The strategy drew raves from public land advocates.

Ellis Richard, founder of the group Park Rangers for Our Lands, said National Park System lands are "threatened by challenges and conflicts when oil and gas development is done haphazardly," and he said the mitigation strategy "is an opportunity to ensure a balanced approach between oil and gas development and the protection of our parks and public lands."

"The timing couldn't be better. With mule deer populations in severe decline, we need this smart mitigation strategy that emphasizes collaboration and problem solving among agencies and stakeholders," Suzanne O'Neill, executive director of the Colorado Wildlife Federation, said in a statement. "Secretary Jewell should be commended for her commitment to avoiding problems before they start and bringing everyone together for common sense solutions."

But the new mitigation strategy has critics.

Among them is Kathleen Sgamma, vice president of government and public affairs for the Denver-based Western Energy Alliance, who said she spotted "a few warning flags" during a quick review of the report.

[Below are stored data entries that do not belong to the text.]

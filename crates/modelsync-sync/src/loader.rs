//! Reassembles an entity graph from storage.

use std::sync::Arc;

use modelsync_core::{EntityKind, SyncDirection, SyncResult, WorkspaceData, WorkspaceId};
use modelsync_store::StorageAdapter;

use crate::error::Result;

/// Reads a [`WorkspaceData`] back out of a [`StorageAdapter`].
///
/// Read-only. Never touches sync metadata.
pub struct Loader<A> {
    adapter: Arc<A>,
}

impl<A: StorageAdapter> Loader<A> {
    pub fn new(adapter: Arc<A>) -> Self {
        Self { adapter }
    }

    /// Load the graph for `workspace_id`, or `None` if no workspace row
    /// exists.
    ///
    /// Systems are gathered per loaded domain, so systems whose domain is
    /// missing are not returned.
    pub async fn load(&self, workspace_id: &WorkspaceId) -> Result<Option<WorkspaceData>> {
        let Some(workspace) = self.adapter.get_workspace_by_id(workspace_id).await? else {
            tracing::debug!(workspace = %workspace_id, "workspace not found");
            return Ok(None);
        };

        let domains = self.adapter.get_domains_by_workspace(workspace_id).await?;
        let tables = self.adapter.get_tables_by_workspace(workspace_id).await?;
        let relationships = self
            .adapter
            .get_relationships_by_workspace(workspace_id)
            .await?;

        let mut systems = Vec::new();
        for domain in &domains {
            systems.extend(self.adapter.get_systems_by_domain(&domain.id).await?);
        }

        tracing::debug!(
            workspace = %workspace_id,
            domains = domains.len(),
            tables = tables.len(),
            systems = systems.len(),
            relationships = relationships.len(),
            "loaded workspace"
        );

        Ok(Some(WorkspaceData {
            workspace,
            domains,
            tables,
            relationships,
            systems,
        }))
    }

    /// Like [`load`](Self::load), reported as a `db-to-yaml` [`SyncResult`].
    ///
    /// `processed` counts the loaded entities. A failed load is recorded as
    /// a workspace error instead of being returned.
    pub async fn load_with_result(
        &self,
        workspace_id: &WorkspaceId,
    ) -> (Option<WorkspaceData>, SyncResult) {
        let mut result = SyncResult::begin(SyncDirection::DbToYaml);

        let data = match self.load(workspace_id).await {
            Ok(data) => data,
            Err(e) => {
                tracing::warn!(workspace = %workspace_id, error = %e, "load failed");
                result.push_error(EntityKind::Workspace, workspace_id.as_str(), e.to_string());
                None
            }
        };

        if let Some(data) = &data {
            result.stats.domains.processed = data.domains.len() as u64;
            result.stats.tables.processed = data.tables.len() as u64;
            result.stats.systems.processed = data.systems.len() as u64;
            result.stats.relationships.processed = data.relationships.len() as u64;
        }

        (data, result.finish())
    }
}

"The first is the fact that this is a very broad policy mandate that could enact sweeping changes to the way public lands are managed," Sgamma said in an email. "The public should have adequate opportunity to understand what the agency is doing and provide input via an open and transparent process. Just one task force selectively choosing whom it reaches out to doesn't meet basic transparency standards. The policy and its implications should be fully vetted in an open, public process that complies with the National Environmental Policy Act."